### Work instructions
Produce a verbatim copy of the entries listed below.

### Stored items
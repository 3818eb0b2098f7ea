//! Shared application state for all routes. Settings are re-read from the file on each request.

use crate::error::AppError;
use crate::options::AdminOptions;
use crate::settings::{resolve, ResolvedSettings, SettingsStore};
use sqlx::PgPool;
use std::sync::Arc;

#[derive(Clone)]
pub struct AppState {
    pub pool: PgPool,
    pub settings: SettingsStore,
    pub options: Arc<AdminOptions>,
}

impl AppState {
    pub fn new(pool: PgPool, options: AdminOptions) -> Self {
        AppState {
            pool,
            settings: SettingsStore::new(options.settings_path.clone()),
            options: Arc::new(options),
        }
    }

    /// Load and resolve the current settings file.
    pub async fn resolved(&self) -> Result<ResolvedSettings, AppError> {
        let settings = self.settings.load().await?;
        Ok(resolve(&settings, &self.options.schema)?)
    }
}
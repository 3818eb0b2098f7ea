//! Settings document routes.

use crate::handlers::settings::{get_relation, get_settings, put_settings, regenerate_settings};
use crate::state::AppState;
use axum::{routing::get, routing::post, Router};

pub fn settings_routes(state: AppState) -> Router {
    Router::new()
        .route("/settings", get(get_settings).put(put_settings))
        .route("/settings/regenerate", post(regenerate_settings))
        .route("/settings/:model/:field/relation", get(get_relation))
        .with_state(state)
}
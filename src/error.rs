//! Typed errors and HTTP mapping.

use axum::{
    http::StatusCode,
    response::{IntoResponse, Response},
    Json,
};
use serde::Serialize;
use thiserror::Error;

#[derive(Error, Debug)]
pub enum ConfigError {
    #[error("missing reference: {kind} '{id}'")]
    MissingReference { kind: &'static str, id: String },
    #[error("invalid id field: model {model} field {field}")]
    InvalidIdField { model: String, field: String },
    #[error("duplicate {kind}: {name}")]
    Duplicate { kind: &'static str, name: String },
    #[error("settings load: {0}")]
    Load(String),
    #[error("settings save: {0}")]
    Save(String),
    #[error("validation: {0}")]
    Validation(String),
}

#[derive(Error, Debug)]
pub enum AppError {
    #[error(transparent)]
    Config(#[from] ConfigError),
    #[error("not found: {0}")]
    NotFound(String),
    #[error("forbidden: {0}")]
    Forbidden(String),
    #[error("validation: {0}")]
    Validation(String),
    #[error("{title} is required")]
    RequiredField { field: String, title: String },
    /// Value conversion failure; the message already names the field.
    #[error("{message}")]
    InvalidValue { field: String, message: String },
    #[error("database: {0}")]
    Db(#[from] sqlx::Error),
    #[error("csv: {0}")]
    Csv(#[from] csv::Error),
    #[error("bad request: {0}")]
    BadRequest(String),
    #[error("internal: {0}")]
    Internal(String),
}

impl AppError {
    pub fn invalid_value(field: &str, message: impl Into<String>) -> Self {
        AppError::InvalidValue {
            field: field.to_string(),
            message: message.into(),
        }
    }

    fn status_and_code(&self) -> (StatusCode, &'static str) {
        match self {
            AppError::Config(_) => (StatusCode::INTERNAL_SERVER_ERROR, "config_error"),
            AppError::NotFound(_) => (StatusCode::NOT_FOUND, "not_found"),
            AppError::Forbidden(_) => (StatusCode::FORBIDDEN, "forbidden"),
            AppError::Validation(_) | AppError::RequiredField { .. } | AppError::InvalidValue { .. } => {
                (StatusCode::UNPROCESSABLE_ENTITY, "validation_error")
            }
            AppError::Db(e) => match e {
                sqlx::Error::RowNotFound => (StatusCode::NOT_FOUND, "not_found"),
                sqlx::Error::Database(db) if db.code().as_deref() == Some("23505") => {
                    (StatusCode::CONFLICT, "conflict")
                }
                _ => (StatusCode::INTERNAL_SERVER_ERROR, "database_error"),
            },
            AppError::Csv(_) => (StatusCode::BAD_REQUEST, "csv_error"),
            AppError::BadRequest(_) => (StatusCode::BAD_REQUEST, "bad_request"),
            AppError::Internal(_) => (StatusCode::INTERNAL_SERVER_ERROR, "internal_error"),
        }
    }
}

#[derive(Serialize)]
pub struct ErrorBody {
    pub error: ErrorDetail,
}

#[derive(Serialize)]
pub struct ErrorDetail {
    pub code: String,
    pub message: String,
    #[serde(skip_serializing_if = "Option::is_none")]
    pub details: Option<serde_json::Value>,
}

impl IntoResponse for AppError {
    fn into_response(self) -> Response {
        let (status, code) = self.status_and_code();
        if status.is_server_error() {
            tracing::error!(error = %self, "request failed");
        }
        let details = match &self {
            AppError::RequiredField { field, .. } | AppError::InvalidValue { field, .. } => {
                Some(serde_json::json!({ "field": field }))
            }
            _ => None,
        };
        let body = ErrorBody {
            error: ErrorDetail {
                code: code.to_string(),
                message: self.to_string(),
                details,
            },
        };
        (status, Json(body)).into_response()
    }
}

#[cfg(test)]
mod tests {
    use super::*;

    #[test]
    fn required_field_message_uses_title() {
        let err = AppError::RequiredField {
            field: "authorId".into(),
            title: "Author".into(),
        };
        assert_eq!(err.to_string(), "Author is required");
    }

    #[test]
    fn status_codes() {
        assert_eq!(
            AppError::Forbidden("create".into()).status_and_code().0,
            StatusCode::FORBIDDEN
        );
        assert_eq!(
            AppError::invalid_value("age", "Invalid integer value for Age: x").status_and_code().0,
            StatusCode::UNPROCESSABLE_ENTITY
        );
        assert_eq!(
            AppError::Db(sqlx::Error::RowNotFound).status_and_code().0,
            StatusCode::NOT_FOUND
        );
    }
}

### Answer box
repository 3818eb0b2098f7ea
//! Shared application state for all routes. Settings are re-read from the file on each request.

use crate::error::AppError;
use crate::options::AdminOptions;
use crate::settings::{resolve, ResolvedSettings, SettingsStore};
use sqlx::PgPool;
use std::sync::Arc;

#[derive(Clone)]
pub struct AppState {
    pub pool: PgPool,
    pub settings: SettingsStore,
    pub options: Arc<AdminOptions>,
}

impl AppState {
    pub fn new(pool: PgPool, options: AdminOptions) -> Self {
        AppState {
            pool,
            settings: SettingsStore::new(options.settings_path.clone()),
            options: Arc::new(options),
        }
    }

    /// Load and resolve the current settings file.
    pub async fn resolved(&self) -> Result<ResolvedSettings, AppError> {
        let settings = self.settings.load().await?;
        Ok(resolve(&settings, &self.options.schema)?)
    }
}
repository 3818eb0b2098f7ea
//! Settings document routes.

use crate::handlers::settings::{get_relation, get_settings, put_settings, regenerate_settings};
use crate::state::AppState;
use axum::{routing::get, routing::post, Router};

pub fn settings_routes(state: AppState) -> Router {
    Router::new()
        .route("/settings", get(get_settings).put(put_settings))
        .route("/settings/regenerate", post(regenerate_settings))
        .route("/settings/:model/:field/relation", get(get_relation))
        .with_state(state)
}
filename src/error.rs
//! Typed errors and HTTP mapping.

use axum::{
    http::StatusCode,
    response::{IntoResponse, Response},
    Json,
};
use serde::Serialize;
use thiserror::Error;

#[derive(Error, Debug)]
pub enum ConfigError {
    #[error("missing reference: {kind} '{id}'")]
    MissingReference { kind: &'static str, id: String },
    #[error("invalid id field: model {model} field {field}")]
    InvalidIdField { model: String, field: String },
    #[error("duplicate {kind}: {name}")]
    Duplicate { kind: &'static str, name: String },
    #[error("settings load: {0}")]
    Load(String),
    #[error("settings save: {0}")]
    Save(String),
    #[error("validation: {0}")]
    Validation(String),
}

#[derive(Error, Debug)]
pub enum AppError {
    #[error(transparent)]
    Config(#[from] ConfigError),
    #[error("not found: {0}")]
    NotFound(String),
    #[error("forbidden: {0}")]
    Forbidden(String),
    #[error("validation: {0}")]
    Validation(String),
    #[error("{title} is required")]
    RequiredField { field: String, title: String },
    /// Value conversion failure; the message already names the field.
    #[error("{message}")]
    InvalidValue { field: String, message: String },
    #[error("database: {0}")]
    Db(#[from] sqlx::Error),
    #[error("csv: {0}")]
    Csv(#[from] csv::Error),
    #[error("bad request: {0}")]
    BadRequest(String),
    #[error("internal: {0}")]
    Internal(String),
}

impl AppError {
    pub fn invalid_value(field: &str, message: impl Into<String>) -> Self {
        AppError::InvalidValue {
            field: field.to_string(),
            message: message.into(),
        }
    }

    fn status_and_code(&self) -> (StatusCode, &'static str) {
        match self {
            AppError::Config(_) => (StatusCode::INTERNAL_SERVER_ERROR, "config_error"),
            AppError::NotFound(_) => (StatusCode::NOT_FOUND, "not_found"),
            AppError::Forbidden(_) => (StatusCode::FORBIDDEN, "forbidden"),
            AppError::Validation(_) | AppError::RequiredField { .. } | AppError::InvalidValue { .. } => {
                (StatusCode::UNPROCESSABLE_ENTITY, "validation_error")
            }
            AppError::Db(e) => match e {
                sqlx::Error::RowNotFound => (StatusCode::NOT_FOUND, "not_found"),
                sqlx::Error::Database(db) if db.code().as_deref() == Some("23505") => {
                    (StatusCode::CONFLICT, "conflict")
                }
                _ => (StatusCode::INTERNAL_SERVER_ERROR, "database_error"),
            },
            AppError::Csv(_) => (StatusCode::BAD_REQUEST, "csv_error"),
            AppError::BadRequest(_) => (StatusCode::BAD_REQUEST, "bad_request"),
            AppError::Internal(_) => (StatusCode::INTERNAL_SERVER_ERROR, "internal_error"),
        }
    }
}

#[derive(Serialize)]
pub struct ErrorBody {
    pub error: ErrorDetail,
}

#[derive(Serialize)]
pub struct ErrorDetail {
    pub code: String,
    pub message: String,
    #[serde(skip_serializing_if = "Option::is_none")]
    pub details: Option<serde_json::Value>,
}

impl IntoResponse for AppError {
    fn into_response(self) -> Response {
        let (status, code) = self.status_and_code();
        if status.is_server_error() {
            tracing::error!(error = %self, "request failed");
        }
        let details = match &self {
            AppError::RequiredField { field, .. } | AppError::InvalidValue { field, .. } => {
                Some(serde_json::json!({ "field": field }))
            }
            _ => None,
        };
        let body = ErrorBody {
            error: ErrorDetail {
                code: code.to_string(),
                message: self.to_string(),
                details,
            },
        };
        (status, Json(body)).into_response()
    }
}

#[cfg(test)]
mod tests {
    use super::*;

    #[test]
    fn required_field_message_uses_title() {
        let err = AppError::RequiredField {
            field: "authorId".into(),
            title: "Author".into(),
        };
        assert_eq!(err.to_string(), "Author is required");
    }

    #[test]
    fn status_codes() {
        assert_eq!(
            AppError::Forbidden("create".into()).status_and_code().0,
            StatusCode::FORBIDDEN
        );
        assert_eq!(
            AppError::invalid_value("age", "Invalid integer value for Age: x").status_and_code().0,
            StatusCode::UNPROCESSABLE_ENTITY
        );
        assert_eq!(
            AppError::Db(sqlx::Error::RowNotFound).status_and_code().0,
            StatusCode::NOT_FOUND
        );
    }
}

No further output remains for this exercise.